Anyway, everyone knows making up words to mean specific emotional or cultural ideas is really a German thing.

What I'm contending with now isn't exactly hubris, but it is something of a readjustment of one's pride. It's not that I feel shame, exactly, for not having a job currently, it's more that my status as a non-job-having person is an automatically confusing one in 2026 America. People who don't work pretty much fall into two categories in modern capitalism: 1) independently wealthy heroes and 2) vampiric day-walking parasites attached to the neck of a functioning economy, the revolting and unnatural enemies of a healthy society who will kill the body entirely if we don't all collectively do something about it. "Do something about it" almost exclusively means "hold them up as figures of shame and rebuke during an election cycle," most vociferously by Republicans but to degrees by both major American parties, and then forget about them entirely in the meantime. And when I say "forget," as a former abject poor person in the 1980s, I really mean forget, in an active and hostile way. Especially if company is coming over.

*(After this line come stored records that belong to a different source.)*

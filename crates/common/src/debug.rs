//! Debug infrastructure with per-module loggers.
//!
//! Control via the DEBUG environment variable:
//! - `DEBUG=*` - Enable all loggers
//! - `DEBUG=parse` - Enable only the evaluation tracer
//! - `DEBUG=parse,lang` - Enable multiple
//!
//! `DEBUG_VERBOSITY=2` additionally enables per-attempt detail lines.

use std::cell::Cell;
use std::collections::HashSet;
use std::env;
use std::sync::OnceLock;

// ============================================================================
// Configuration
// ============================================================================

struct Config {
    all: bool,
    names: HashSet<String>,
    detail: bool,
}

static CONFIG: OnceLock<Config> = OnceLock::new();

fn config() -> &'static Config {
    CONFIG.get_or_init(|| {
        let spec = env::var("DEBUG").unwrap_or_default();
        let all = matches!(spec.as_str(), "*" | "1" | "true");
        let names = if all {
            HashSet::new()
        } else {
            spec.split(',')
                .map(|s| s.trim().to_string())
                .filter(|s| !s.is_empty())
                .collect()
        };
        let detail = env::var("DEBUG_VERBOSITY")
            .ok()
            .and_then(|v| v.parse::<u8>().ok())
            .map(|v| v >= 2)
            .unwrap_or(false);
        Config { all, names, detail }
    })
}

// ============================================================================
// Logger
// ============================================================================

/// A named logger writing indented trace lines to stderr.
///
/// Disabled loggers are free apart from a boolean check; the `log!` /
/// `log_detail!` macros skip message formatting entirely when disabled.
pub struct Logger {
    name: &'static str,
    enabled: bool,
    detail: bool,
    indent: Cell<usize>,
}

impl Logger {
    pub const fn disabled() -> Self {
        Self {
            name: "",
            enabled: false,
            detail: false,
            indent: Cell::new(0),
        }
    }

    #[inline]
    pub fn enabled(&self) -> bool {
        self.enabled
    }

    #[inline]
    pub fn detail_enabled(&self) -> bool {
        self.enabled && self.detail
    }

    pub fn log(&self, msg: &str) {
        if self.enabled {
            eprintln!("{}[{}] {}", "  ".repeat(self.indent.get()), self.name, msg);
        }
    }

    pub fn detail(&self, msg: &str) {
        if self.detail_enabled() {
            eprintln!("{}[{}] {}", "  ".repeat(self.indent.get()), self.name, msg);
        }
    }

    #[inline]
    pub fn push_indent(&self) {
        if self.enabled {
            self.indent.set(self.indent.get() + 1);
        }
    }

    #[inline]
    pub fn pop_indent(&self) {
        if self.enabled {
            self.indent.set(self.indent.get().saturating_sub(1));
        }
    }
}

/// Create a logger. The name must be a static string.
pub fn create_logger(name: &'static str) -> Logger {
    let cfg = config();
    if cfg.all || cfg.names.contains(name) {
        Logger {
            name,
            enabled: true,
            detail: cfg.detail,
            indent: Cell::new(0),
        }
    } else {
        Logger::disabled()
    }
}

// ============================================================================
// Macros - avoid format! cost when disabled
// ============================================================================

#[macro_export]
macro_rules! log {
    ($logger:expr, $($arg:tt)*) => {
        if $logger.enabled() {
            $logger.log(&format!($($arg)*));
        }
    };
}

#[macro_export]
macro_rules! log_detail {
    ($logger:expr, $($arg:tt)*) => {
        if $logger.detail_enabled() {
            $logger.detail(&format!($($arg)*));
        }
    };
}
//! PsyLang interpreter CLI.
//!
//! Runs a program headless against a real or virtual clock, feeding it timed
//! key presses, and prints the resulting frame.

use std::io::{self, Write};
use std::path::{Path, PathBuf};
use std::time::Duration;

use anyhow::{Context, Result};
use clap::{Args, Parser, Subcommand};
use tracing::info;

use psylang::core::parser::{BracketMode, ParsedProgram, parse_source};
use psylang::exit_codes;
use psylang::io::clock::{Clock, SystemClock, VirtualClock};
use psylang::io::config::{RunConfig, load_config};
use psylang::io::input::{KeyPress, ScriptedInput, parse_secs};
use psylang::io::render::{OutputFormat, write_frame};
use psylang::io::source::load_source;
use psylang::logging;
use psylang::run::{Session, run_loop};

#[derive(Parser)]
#[command(
    name = "psylang",
    version,
    about = "Interpreter for the PsyLang grid language"
)]
struct Cli {
    #[command(subcommand)]
    command: Command,
}

#[derive(Subcommand)]
enum Command {
    /// Run a program and print the final frame.
    Run(RunArgs),
    /// Print how a source splits into flags, bindings, tasks and main program.
    Parse {
        /// Program source file.
        source: PathBuf,
        /// End task and binding bodies at the balancing `]`.
        #[arg(long)]
        balanced_brackets: bool,
    },
}

#[derive(Args)]
struct RunArgs {
    /// Program source file.
    source: PathBuf,
    /// TOML run configuration.
    #[arg(long)]
    config: Option<PathBuf>,
    /// Stop after this many ticks.
    #[arg(long)]
    ticks: Option<u64>,
    /// Seed for `%[lo/hi]` draws.
    #[arg(long)]
    seed: Option<u64>,
    /// Ticks per second.
    #[arg(long)]
    fps: Option<u32>,
    /// Side length of the grid.
    #[arg(long)]
    grid_size: Option<usize>,
    /// End task and binding bodies at the balancing `]`.
    #[arg(long)]
    balanced_brackets: bool,
    /// Simulate time instead of sleeping between ticks.
    #[arg(long)]
    virtual_time: bool,
    /// Press a key at a point in time, e.g. `--press 1.5:a`. Repeatable.
    #[arg(long = "press", value_name = "SECS:KEY")]
    presses: Vec<KeyPress>,
    /// Request quit at this time.
    #[arg(long, value_name = "SECS", value_parser = parse_secs)]
    quit_at: Option<Duration>,
    /// Output format.
    #[arg(long, value_enum, default_value_t = OutputFormat::Text)]
    format: OutputFormat,
    /// Print every frame instead of only the last one.
    #[arg(long)]
    every_frame: bool,
}

impl RunArgs {
    /// Command-line values take precedence over the config file.
    fn apply_overrides(&self, cfg: &mut RunConfig) {
        if let Some(ticks) = self.ticks {
            cfg.max_ticks = Some(ticks);
        }
        if let Some(seed) = self.seed {
            cfg.seed = Some(seed);
        }
        if let Some(fps) = self.fps {
            cfg.fps = fps;
        }
        if let Some(grid_size) = self.grid_size {
            cfg.grid_size = grid_size;
        }
        if self.balanced_brackets {
            cfg.brackets = BracketMode::Balanced;
        }
    }
}

fn main() {
    logging::init();
    if let Err(err) = run() {
        eprintln!("{:#}", err);
        std::process::exit(exit_codes::INVALID);
    }
}

fn run() -> Result<()> {
    let cli = Cli::parse();
    match cli.command {
        Command::Run(args) => cmd_run(args),
        Command::Parse {
            source,
            balanced_brackets,
        } => cmd_parse(&source, balanced_brackets),
    }
}

fn cmd_run(args: RunArgs) -> Result<()> {
    let mut cfg = load_config(args.config.as_deref())?;
    args.apply_overrides(&mut cfg);
    cfg.validate().context("invalid run options")?;

    let source = load_source(&args.source)?;
    let program = parse_source(&source, cfg.brackets);
    let mut input = ScriptedInput::new(args.presses, args.quit_at);
    let output = FrameOutput {
        format: args.format,
        every_frame: args.every_frame,
    };

    if args.virtual_time {
        drive(program, &cfg, &mut VirtualClock::new(), &mut input, output)
    } else {
        drive(program, &cfg, &mut SystemClock::start(), &mut input, output)
    }
}

#[derive(Clone, Copy)]
struct FrameOutput {
    format: OutputFormat,
    every_frame: bool,
}

fn drive<C: Clock>(
    program: ParsedProgram,
    cfg: &RunConfig,
    clock: &mut C,
    input: &mut ScriptedInput,
    output: FrameOutput,
) -> Result<()> {
    let stdout = io::stdout();
    let mut out = stdout.lock();
    let mut session = Session::new(program, cfg, clock.now());

    let outcome = run_loop(&mut session, clock, input, cfg, |frame| {
        if output.every_frame {
            write_frame(&mut out, frame, output.format)?;
        }
        Ok(())
    })?;
    if !output.every_frame {
        write_frame(&mut out, &session.frame(), output.format)?;
    }
    info!(ticks = outcome.ticks, stop = ?outcome.stop, "done");
    Ok(())
}

fn cmd_parse(path: &Path, balanced_brackets: bool) -> Result<()> {
    let source = load_source(path)?;
    let mode = if balanced_brackets {
        BracketMode::Balanced
    } else {
        BracketMode::Lazy
    };
    let program = parse_source(&source, mode);
    let mut payload = serde_json::to_string_pretty(&program).context("serialize parse result")?;
    payload.push('\n');
    io::stdout()
        .lock()
        .write_all(payload.as_bytes())
        .context("write parse result")?;
    Ok(())
}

Right now I'm neither poor, unhoused nor without income. I've got benefits and my regular salary still happening for another five-plus months as per the terms of my "separation" (you will have to envision the eye-roll there yourself). I exist in a liminal sort of cultural space that people don't really know what to do with. The state of affairs always requires an explanation, which people sort of understand. At first they're pretty excited as, on the surface, it sounds great and honestly, I don't always have the effort to talk about the ways in which the program I've opted in for is a pressured resignation caused by intolerable work conditions as a workaround against protections for federal workers against layoffs or firings almost certainly in violation of state and federal labor laws. I also find people tend to wander out of conversations when you say "labor law" at all, which, you know, fair enough. So I just let them be "happy" for me, in the short term, collect my bag of takeout food and walk out. Which of us started the conversation in this context is not an important part of the story, just leave it.

I've been in this culturally ambiguous sort of state before, so I have some muscles I can try to stretch and rebuild. I was a stay-at-home father for over eight years starting in 1999, which I can tell you, even in that modern, progressive day and age, nobody knew what to do with. I was still getting Mr. Mom references because people didn't know what to say, and that was after Michael Keaton had already been Batman for like 10 years. But that was when beer commercials were still basically just close-ups of sweaty boobs in bikini tops, so I guess it stood to reason. Patriarchy is a hell of a drug.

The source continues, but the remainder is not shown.